Peu avant d’arriver, on traverse un petit plateau occupé
par un lac encore gelé ; confiant dans la solidité de la glace,
je m’aventure un peu trop, lorsque, tout à coup, je fais
un plongeon, intempestif à cette heure matinale; mais,
chose curieuse, en moins d’une heure toute trace d’humidité
a complètement disparu, grâce à l’extrême sécheresse
de l’air.
Cette particularité de l’atmosphère est bien connue et
mise à profit d’une façon curieuse; tant qu’on est sur le versant
du Cachemire, la ligne télégraphique est munie d’isolateurs
; mais, à partir du Zoji-la, on les supprime complètement
: le fil est accroché à n’importe quoi, un tronc mort,
une branche d’arbre, souvent même il est posé sur la neige
ou recouvert par elle ; ailleurs, il franchit d’un bond de 300
ou 400 mètres la rivière ou une vallée latérale, ce qui ne
pourrait avoir lieu Si le givre venait à s’y déposer en couches
trop épaisses.

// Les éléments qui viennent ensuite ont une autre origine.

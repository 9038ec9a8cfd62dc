//! Error types for LOSC operations.

#[derive(Debug, thiserror::Error)]
pub enum Error {
    #[error("IO error: {0}")]
    Io(#[from] std::io::Error),

    #[error("HTTP error: {0}")]
    Http(#[from] reqwest::Error),

    #[error("Failed to parse LOSC JSON from '{url}': {source}")]
    Json {
        url: String,
        #[source]
        source: serde_json::Error,
    },

    #[error("Configuration error: {0}")]
    Config(String),

    #[error("Invalid LOSC filename: {0}")]
    Format(String),

    #[error("Invalid data-quality flag {0:?}: expected <DETECTOR>_<NAME>")]
    InvalidFlag(String),

    #[error("unknown LOSC url metadata key '{0}'")]
    UnknownKey(String),

    #[error(
        "multiple LOSC URL tags discovered in dataset, please select one of: {}",
        format_tags(.0)
    )]
    AmbiguousTag(Vec<Option<String>>),

    #[error("Invalid segment: start {start} is after end {end}")]
    InvalidSegment { start: u64, end: u64 },

    #[error("{0}")]
    NotFound(String),
}

fn format_tags(tags: &[Option<String>]) -> String {
    tags.iter()
        .map(|t| t.as_deref().unwrap_or("untagged"))
        .collect::<Vec<_>>()
        .join(", ")
}

pub type Result<T> = std::result::Result<T, Error>;
//! Configuration for LOSC clients.
//!
//! Config file resolution order:
//! 1. Explicit path passed to `Config::load_from()`
//! 2. LOSC_CONFIG environment variable
//! 3. `config.toml` in the platform config directory
//! 4. Built-in defaults when no file exists
//!
//! LOSC_HOST, when set, overrides the configured host.

use std::path::{Path, PathBuf};

use directories::ProjectDirs;
use serde::{Deserialize, Serialize};

use crate::{Error, Result};

/// Environment variable naming an explicit config file.
pub const LOSC_CONFIG_VAR: &str = "LOSC_CONFIG";

/// Environment variable overriding the API host.
pub const LOSC_HOST_VAR: &str = "LOSC_HOST";

/// LOSC client configuration.
#[derive(Debug, Clone, PartialEq, Eq, Serialize, Deserialize)]
pub struct Config {
    /// Base URL of the archive API.
    #[serde(default = "default_host")]
    pub host: String,

    /// HTTP request timeout in seconds.
    #[serde(default = "default_timeout_secs")]
    pub timeout_secs: u64,

    /// Default file format for URL queries.
    #[serde(default = "default_format")]
    pub format: String,

    /// Default sample rate in Hz for URL queries.
    #[serde(default = "default_sample_rate")]
    pub sample_rate: u32,
}

fn default_host() -> String {
    crate::api::DEFAULT_HOST.to_string()
}

fn default_timeout_secs() -> u64 {
    30
}

fn default_format() -> String {
    "hdf5".to_string()
}

fn default_sample_rate() -> u32 {
    4096
}

impl Default for Config {
    fn default() -> Self {
        Self {
            host: default_host(),
            timeout_secs: default_timeout_secs(),
            format: default_format(),
            sample_rate: default_sample_rate(),
        }
    }
}

impl Config {
    /// Load config using the standard resolution order.
    pub fn load() -> Result<Self> {
        let mut config = match resolve_config_path() {
            Some(path) => Self::load_from(&path)?,
            None => Self::default(),
        };
        if let Ok(host) = std::env::var(LOSC_HOST_VAR) {
            config.host = host;
        }
        Ok(config)
    }

    /// Load config from a specific file, or defaults if it does not exist.
    pub fn load_from(path: &Path) -> Result<Self> {
        if !path.exists() {
            log::debug!("no config at {}, using defaults", path.display());
            return Ok(Self::default());
        }

        let contents = std::fs::read_to_string(path)?;
        toml::from_str(&contents).map_err(|e| {
            Error::Config(format!("Failed to parse config {}: {}", path.display(), e))
        })
    }

    /// Save config to a specific file.
    pub fn save_to(&self, path: &Path) -> Result<()> {
        let contents = toml::to_string_pretty(self)
            .map_err(|e| Error::Config(format!("Failed to serialize config: {}", e)))?;
        if let Some(parent) = path.parent() {
            std::fs::create_dir_all(parent)?;
        }
        std::fs::write(path, contents)?;
        Ok(())
    }

    /// Render as TOML.
    pub fn to_toml(&self) -> Result<String> {
        toml::to_string_pretty(self)
            .map_err(|e| Error::Config(format!("Failed to serialize config: {}", e)))
    }
}

/// Path of the config file that `Config::load()` reads, if any is known.
pub fn resolve_config_path() -> Option<PathBuf> {
    // 1. Environment variable
    if let Ok(path) = std::env::var(LOSC_CONFIG_VAR) {
        return Some(PathBuf::from(path));
    }

    // 2. Platform config directory (via directories crate)
    ProjectDirs::from("", "", "losc").map(|dirs| dirs.config_dir().join("config.toml"))
}
//! Watermark Inpaint CLI Tool
//!
//! Command-line interface for removing bottom-right watermarks from images
//! using the watermark-inpaint library and an ONNX inpainting model.

#[cfg(feature = "cli")]
use watermark_inpaint::cli;

#[cfg(feature = "cli")]
#[tokio::main]
async fn main() -> anyhow::Result<()> {
    cli::main().await
}

#[cfg(not(feature = "cli"))]
fn main() {
    panic!("CLI feature not enabled. Please rebuild with --features cli");
}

Il est vrai que nous nous rapprochons
sensiblement des hauts plateaux de l’Asie centrale, où il ne
pleut pour ainsi dire jamais, éloignés qu’ils sont de plus de
1500 kilomètres de toute mer; quand souffle la bise, d’ailleurs
identique à la nôtre, elle nous amène un ciel implacablement
bleu ; on y verrait même volontiers apparaître quelques
nuages, en particulier à l’heure de midi, quand le
sentier se déroule dans les masses granitiques dont sont
exclusivement formées toutes ces montagnes..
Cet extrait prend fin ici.